**Task input**:
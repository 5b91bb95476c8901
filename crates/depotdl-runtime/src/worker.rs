//! Worker-process entry point.
//!
//! An embedding binary becomes its own worker: [`run_if_worker`] checks the
//! argv sentinel first thing in `main` and, when present, runs the request
//! against the supplied [`DownloadEngine`] instead of the host application.
//! Inside the worker, stdout belongs to the control channel and ordinary
//! progress text; diagnostics go to stderr so they can never desync the
//! framing. The worker always ends in a process exit code — engine failures
//! are mapped, never rethrown.

use std::sync::Arc;

use depotdl_core::ports::{Authenticator, DownloadEngine, EngineError};
use depotdl_core::protocol::ControlMessage;
use depotdl_core::request::WorkerRequest;
use depotdl_core::{exit_code, marshal};
use serde::Serialize;
use tokio::io::{AsyncBufReadExt, AsyncWriteExt, BufReader, Lines, Stdin, Stdout};
use tokio::sync::Mutex;
use tracing::error;

use crate::command::WORKER_SENTINEL;
use crate::watchdog;

/// Whether the current process was spawned as a worker.
pub fn is_worker_invocation() -> bool {
    std::env::args().nth(1).as_deref() == Some(WORKER_SENTINEL)
}

/// Run as a worker if this process was spawned as one.
///
/// Call this at the top of `main`, before any host logic:
///
/// ```no_run
/// # async fn host() -> anyhow::Result<()> { Ok(()) }
/// # struct Engine;
/// # #[async_trait::async_trait]
/// # impl depotdl_core::DownloadEngine for Engine {
/// #     async fn connect(
/// #         &self,
/// #         _: Option<&depotdl_core::DownloadSettings>,
/// #         _: std::sync::Arc<dyn depotdl_core::Authenticator>,
/// #     ) -> Result<(), depotdl_core::EngineError> { Ok(()) }
/// #     async fn download_app(&self, _: &depotdl_core::AppDownloadRequest) -> Result<(), depotdl_core::EngineError> { Ok(()) }
/// #     async fn download_published_file(&self, _: &depotdl_core::PublishedFileRequest) -> Result<(), depotdl_core::EngineError> { Ok(()) }
/// #     async fn download_ugc(&self, _: &depotdl_core::UgcDownloadRequest) -> Result<(), depotdl_core::EngineError> { Ok(()) }
/// #     async fn build_id(&self, _: &depotdl_core::BuildIdRequest) -> Result<u32, depotdl_core::EngineError> { Ok(0) }
/// #     async fn disconnect(&self) {}
/// # }
/// #[tokio::main]
/// async fn main() -> anyhow::Result<()> {
///     if let Some(code) = depotdl_runtime::run_if_worker(std::sync::Arc::new(Engine)).await {
///         std::process::exit(code);
///     }
///     host().await
/// }
/// ```
///
/// Returns `None` when the process is the host, `Some(exit_code)` when it
/// ran as a worker and should exit with that code.
pub async fn run_if_worker(engine: Arc<dyn DownloadEngine>) -> Option<i32> {
    if !is_worker_invocation() {
        return None;
    }
    init_worker_diagnostics();

    let args: Vec<String> = std::env::args().skip(2).collect();
    Some(run_worker(engine, &args).await)
}

/// Run one worker request to completion, returning the exit code.
///
/// `args` is the argv tail after the sentinel: the marshalled request and
/// the parent process id. Dedicated worker binaries (spawned via
/// [`crate::WorkerCommand::new`]) can call this directly with their own
/// argv. Never panics out: every failure maps to an exit code.
pub async fn run_worker(engine: Arc<dyn DownloadEngine>, args: &[String]) -> i32 {
    let [wire, parent] = args else {
        error!("worker expects exactly [request, parent-pid], got {} args", args.len());
        return exit_code::UNKNOWN_ERROR;
    };
    let Ok(parent_pid) = parent.parse::<i32>() else {
        error!("worker parent pid is not a number: {parent}");
        return exit_code::UNKNOWN_ERROR;
    };
    let request: WorkerRequest = match marshal::from_wire(wire) {
        Ok(request) => request,
        Err(err) => {
            error!("worker request failed to decode: {err}");
            return exit_code::UNKNOWN_ERROR;
        }
    };

    watchdog::spawn_parent_watchdog(parent_pid);

    // Outermost containment: even a panic in teardown still comes back as
    // an exit code instead of a crash.
    match tokio::spawn(execute(engine, request)).await {
        Ok(code) => code,
        Err(err) => {
            error!("worker task failed: {err}");
            exit_code::UNKNOWN_ERROR
        }
    }
}

async fn execute(engine: Arc<dyn DownloadEngine>, mut request: WorkerRequest) -> i32 {
    if let Some(settings) = request.settings_mut() {
        settings.max_downloads = settings.effective_max_downloads();
    }

    let authenticator: Arc<dyn Authenticator> = Arc::new(WorkerAuthenticator::new());

    // The connect/operation phase runs in its own task so that a panicking
    // engine still reaches disconnect below.
    let operation = {
        let engine = Arc::clone(&engine);
        tokio::spawn(async move {
            match engine.connect(request.settings(), authenticator).await {
                Ok(()) => run_operation(engine.as_ref(), &request).await,
                Err(err) => {
                    eprintln!("{err}");
                    err.exit_code()
                }
            }
        })
    };
    let code = match operation.await {
        Ok(code) => code,
        Err(err) => {
            error!("worker operation failed: {err}");
            exit_code::UNKNOWN_ERROR
        }
    };
    engine.disconnect().await;
    code
}

async fn run_operation(engine: &dyn DownloadEngine, request: &WorkerRequest) -> i32 {
    match request {
        WorkerRequest::DownloadApp(request) => {
            download_outcome(engine.download_app(request).await)
        }
        WorkerRequest::DownloadPublishedFile(request) => {
            download_outcome(engine.download_published_file(request).await)
        }
        WorkerRequest::DownloadUgc(request) => {
            download_outcome(engine.download_ugc(request).await)
        }
        WorkerRequest::AppBuildId(request) => match engine.build_id(request).await {
            Ok(build_id) => match emit_return_value(&build_id).await {
                Ok(()) => exit_code::SUCCESS,
                Err(err) => {
                    eprintln!("{err}");
                    exit_code::UNKNOWN_ERROR
                }
            },
            Err(err @ EngineError::Login { .. }) => {
                eprintln!("{err}");
                exit_code::LOGIN_ERROR
            }
            // The query has no partial-success modes; everything else is
            // unknown, matching the download variants' unhandled path.
            Err(err) => {
                eprintln!("{err}");
                exit_code::UNKNOWN_ERROR
            }
        },
    }
}

/// Map a finished download to its exit code, printing what a foreground run
/// would have shown.
fn download_outcome(result: Result<(), EngineError>) -> i32 {
    match result {
        Ok(()) => exit_code::SUCCESS,
        Err(err @ (EngineError::Download { .. } | EngineError::Cancelled)) => {
            println!("{err}");
            exit_code::DOWNLOAD_ERROR
        }
        Err(err @ EngineError::Login { .. }) => {
            eprintln!("{err}");
            exit_code::LOGIN_ERROR
        }
        Err(EngineError::Other(err)) => {
            eprintln!("Download failed due to an unhandled exception: {err}");
            exit_code::UNKNOWN_ERROR
        }
    }
}

/// Deliver the request's return value over the control channel.
async fn emit_return_value<T: Serialize>(value: &T) -> anyhow::Result<()> {
    let payload = marshal::to_wire(value)?;
    let line = ControlMessage::ReturnValue { payload }.encode()?;
    let mut stdout = tokio::io::stdout();
    stdout.write_all(line.as_bytes()).await?;
    stdout.write_all(b"\n").await?;
    stdout.flush().await?;
    Ok(())
}

/// Worker diagnostics go to stderr; stdout is the control channel.
fn init_worker_diagnostics() {
    let _ = tracing_subscriber::fmt()
        .with_env_filter(tracing_subscriber::EnvFilter::from_default_env())
        .with_writer(std::io::stderr)
        .try_init();
}

// ============================================================================
// Worker-side authenticator
// ============================================================================

/// The engine-facing [`Authenticator`] inside the worker.
///
/// Each challenge becomes one control line on stdout, flushed immediately
/// (piped stdout is block-buffered; an unflushed challenge would deadlock
/// the exchange), followed by a blocking read of exactly one answer line
/// from stdin. The engine awaits each challenge before raising the next, so
/// the mutexes never contend.
struct WorkerAuthenticator {
    stdout: Mutex<Stdout>,
    stdin: Mutex<Lines<BufReader<Stdin>>>,
}

impl WorkerAuthenticator {
    fn new() -> Self {
        Self {
            stdout: Mutex::new(tokio::io::stdout()),
            stdin: Mutex::new(BufReader::new(tokio::io::stdin()).lines()),
        }
    }

    async fn exchange(&self, challenge: &ControlMessage) -> anyhow::Result<String> {
        let line = challenge.encode()?;
        {
            let mut stdout = self.stdout.lock().await;
            stdout.write_all(line.as_bytes()).await?;
            stdout.write_all(b"\n").await?;
            stdout.flush().await?;
        }

        let answer = self.stdin.lock().await.next_line().await?;
        answer.ok_or_else(|| anyhow::anyhow!("supervisor closed stdin without answering"))
    }
}

#[async_trait::async_trait]
impl Authenticator for WorkerAuthenticator {
    async fn device_code(&self, previous_incorrect: bool) -> anyhow::Result<String> {
        self.exchange(&ControlMessage::DeviceCode { previous_incorrect })
            .await
    }

    async fn email_code(&self, email: &str, previous_incorrect: bool) -> anyhow::Result<String> {
        self.exchange(&ControlMessage::EmailCode {
            email: email.to_string(),
            previous_incorrect,
        })
        .await
    }

    async fn confirm_device(&self) -> anyhow::Result<bool> {
        match self.exchange(&ControlMessage::DeviceConfirmation).await?.as_str() {
            "true" => Ok(true),
            "false" => Ok(false),
            other => anyhow::bail!("confirmation answer is not a boolean: {other}"),
        }
    }
}

// ============================================================================
// Tests
// ============================================================================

**What is being asked**:
Take from the material every line that holds "payload".

**Task result**:
    let payload = marshal::to_wire(value)?;
    let line = ControlMessage::ReturnValue { payload }.encode()?;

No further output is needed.